LINC00704 contributes to the proliferation and accelerates the cell cycle of nasopharyngeal carcinoma cells via regulating ETS1/CDK6 axis.

Abstract

This study is aimed at exploring the biological functions and related mechanism of long noncoding RNA 704 (LINC00704) in the proliferation and cell cycle progression of nasopharyngeal carcinoma (NPC) cells. The expression of LINC00704 in NPC tissues and cells was quantified by quantitative real-time polymerase chain reaction (qRT-PCR). After LINC00704 was overexpressed or knocked down in NPC cell lines, cell counting kit-8 (CCK-8) assay, 5-bromo-2'-deoxyuridine assay, flow cytometry assay, and Transwell assay were adopted to detect the proliferation, cell cycle progression, migration, and invasion of NPC cells.
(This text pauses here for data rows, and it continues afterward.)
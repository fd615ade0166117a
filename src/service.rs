//! The assembled service: vault, scheduler, and audit behind one facade.
//!
//! This is the boundary an embedding server (HTTP, RPC) calls into.
//! Every entry point takes an already-verified [`Subject`];
//! authentication lives outside this crate.

use std::sync::Arc;
use std::time::Duration;

use chrono::{DateTime, Utc};
use rand::rngs::OsRng;
use rand::RngCore;
use tokio::sync::broadcast;

use crate::audit::{AuditLog, AuditRecord};
use crate::config::Config;
use crate::error::Error;
use crate::sandbox::{DockerRunner, SandboxRunner};
use crate::scheduler::Scheduler;
use crate::storage::memory::MemoryStore;
use crate::storage::sqlite::SqliteStore;
use crate::storage::{JobRecord, SecretMeta, Store};
use crate::types::{Action, CommandSpec, JobId, OutputLine, SecretId, SecretRef, Subject};
use crate::vault::keys::{FileKeyManager, KeyManager, StaticKeyManager, KEY_SIZE};
use crate::vault::{SecretValue, Vault};

/// The credential vault and install-job service.
pub struct Keyward {
    vault: Arc<Vault>,
    scheduler: Arc<Scheduler>,
    audit: Arc<AuditLog>,
}

impl Keyward {
    /// Assemble the service from configuration: SQLite (or in-memory)
    /// store, file-backed master key, append-only audit log, and the
    /// Docker sandbox runner.
    ///
    /// # Errors
    ///
    /// Returns an error when the store, audit sink, or Docker daemon is
    /// unavailable. The service never starts without a working audit
    /// sink.
    pub async fn from_config(config: &Config) -> Result<Self, Error> {
        let store: Arc<dyn Store> = match &config.storage.db_path {
            Some(path) => Arc::new(
                SqliteStore::connect(path)
                    .await
                    .map_err(|e| Error::Infrastructure(e.to_string()))?,
            ),
            None => Arc::new(MemoryStore::new()),
        };

        let keys: Arc<dyn KeyManager> = match &config.vault.master_key_path {
            Some(path) => Arc::new(FileKeyManager::new(&config.vault.key_ref, path)),
            None => {
                // Ephemeral key for development runs without a key file.
                let mut key = [0u8; KEY_SIZE];
                OsRng.fill_bytes(&mut key);
                Arc::new(StaticKeyManager::new(config.vault.key_ref.clone(), key))
            }
        };

        let audit = Arc::new(AuditLog::open(&config.audit.log_path)?);
        let runner: Arc<dyn SandboxRunner> = Arc::new(
            DockerRunner::new(config.sandbox.clone())
                .await
                .map_err(|e| Error::Infrastructure(e.to_string()))?,
        );

        Ok(Self::assemble(config, store, keys, audit, runner))
    }

    /// Wire the service from explicit parts. The composition point for
    /// tests and embedders that bring their own store or runner.
    pub fn assemble(
        config: &Config,
        store: Arc<dyn Store>,
        keys: Arc<dyn KeyManager>,
        audit: Arc<AuditLog>,
        runner: Arc<dyn SandboxRunner>,
    ) -> Self {
        let vault = Arc::new(Vault::new(
            Arc::clone(&store),
            keys,
            Arc::clone(&audit),
            config.vault.key_ref.clone(),
        ));
        let scheduler = Scheduler::new(
            config.scheduler.clone(),
            config.sandbox.allowed_registries.clone(),
            store,
            Arc::clone(&vault),
            Arc::clone(&audit),
            runner,
        );
        Self {
            vault,
            scheduler,
            audit,
        }
    }

    /// Store a secret for `owner`. Returns the new id.
    pub async fn store_secret(
        &self,
        owner: &Subject,
        name: &str,
        service: Option<&str>,
        value: SecretValue,
    ) -> Result<SecretId, Error> {
        Ok(self.vault.store(owner, name, service, value).await?)
    }

    /// Grant `subject` actions on a secret owned by `owner`, optionally
    /// time-bounded.
    pub async fn grant(
        &self,
        owner: &Subject,
        secret_id: SecretId,
        subject: &Subject,
        actions: &[Action],
        ttl: Option<Duration>,
    ) -> Result<(), Error> {
        Ok(self
            .vault
            .grant(owner, secret_id, subject, actions, ttl)
            .await?)
    }

    /// Delete all grants `subject` holds on one of `owner`'s secrets.
    pub async fn revoke_grant(
        &self,
        owner: &Subject,
        secret_id: SecretId,
        subject: &Subject,
    ) -> Result<(), Error> {
        Ok(self.vault.revoke_grant(owner, secret_id, subject).await?)
    }

    /// Revoke a secret. Takes effect for every future materialization.
    pub async fn revoke_secret(&self, owner: &Subject, secret_id: SecretId) -> Result<(), Error> {
        Ok(self.vault.revoke(owner, secret_id).await?)
    }

    /// Metadata for all secrets owned by `owner`.
    pub async fn list_secrets(&self, owner: &Subject) -> Result<Vec<SecretMeta>, Error> {
        Ok(self.vault.list(owner).await?)
    }

    /// Submit an npm install job with declared secret references.
    pub async fn submit_install(
        &self,
        requester: &Subject,
        spec: CommandSpec,
        secret_refs: Vec<SecretRef>,
    ) -> Result<JobId, Error> {
        self.scheduler.submit(requester, spec, secret_refs).await
    }

    /// Fetch a job's current record, including redacted output once it
    /// has run.
    pub async fn job(&self, requester: &Subject, job_id: JobId) -> Result<JobRecord, Error> {
        self.scheduler.job(requester, job_id).await
    }

    /// Subscribe to the live redacted output of a queued or running job.
    pub async fn follow(
        &self,
        requester: &Subject,
        job_id: JobId,
    ) -> Result<broadcast::Receiver<OutputLine>, Error> {
        self.scheduler.follow(requester, job_id).await
    }

    /// Cancel a job.
    pub async fn cancel(&self, requester: &Subject, job_id: JobId) -> Result<(), Error> {
        self.scheduler.cancel(requester, job_id).await
    }

    /// Export audit records, oldest first, optionally bounded below by
    /// a timestamp.
    pub fn export_audit(&self, since: Option<DateTime<Utc>>) -> Result<Vec<AuditRecord>, Error> {
        Ok(self.audit.export(since)?)
    }
}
The interaction between LINC00704 and ETS proto-oncogene 1 (ETS1) was verified by bioinformatics analysis, RNA pull-down assay, and RNA immunoprecipitation assay. Dual-luciferase reporter gene assay and chromatin immunoprecipitation followed by qPCR analysis were used to verify the binding status between ETS1 and the promoter region of cyclin-dependent kinase 6 (CDK6). The regulatory effects of LINC00704 and ETS1 on CDK6 expression were detected by Western blot. LINC00704 expression was elevated in NPC tissues and cells, which was significantly correlated with the advanced TNM stage and poor differentiation. LINC00704 overexpression promoted the multiplication, migration, and invasion of NPC cells and blocked the cell cycle progression while knocking down LINC00704 worked oppositely. LINC00704 could bind to ETS1, thus promoting CDK6 transcription. Knocking down LINC00704 inhibited the CDK6 expression in NPC cells. LINC00704 promotes CDK6 transcription by recruiting ETS1 to the promoter region of CDK6, thus promoting the malignant progression of NPC.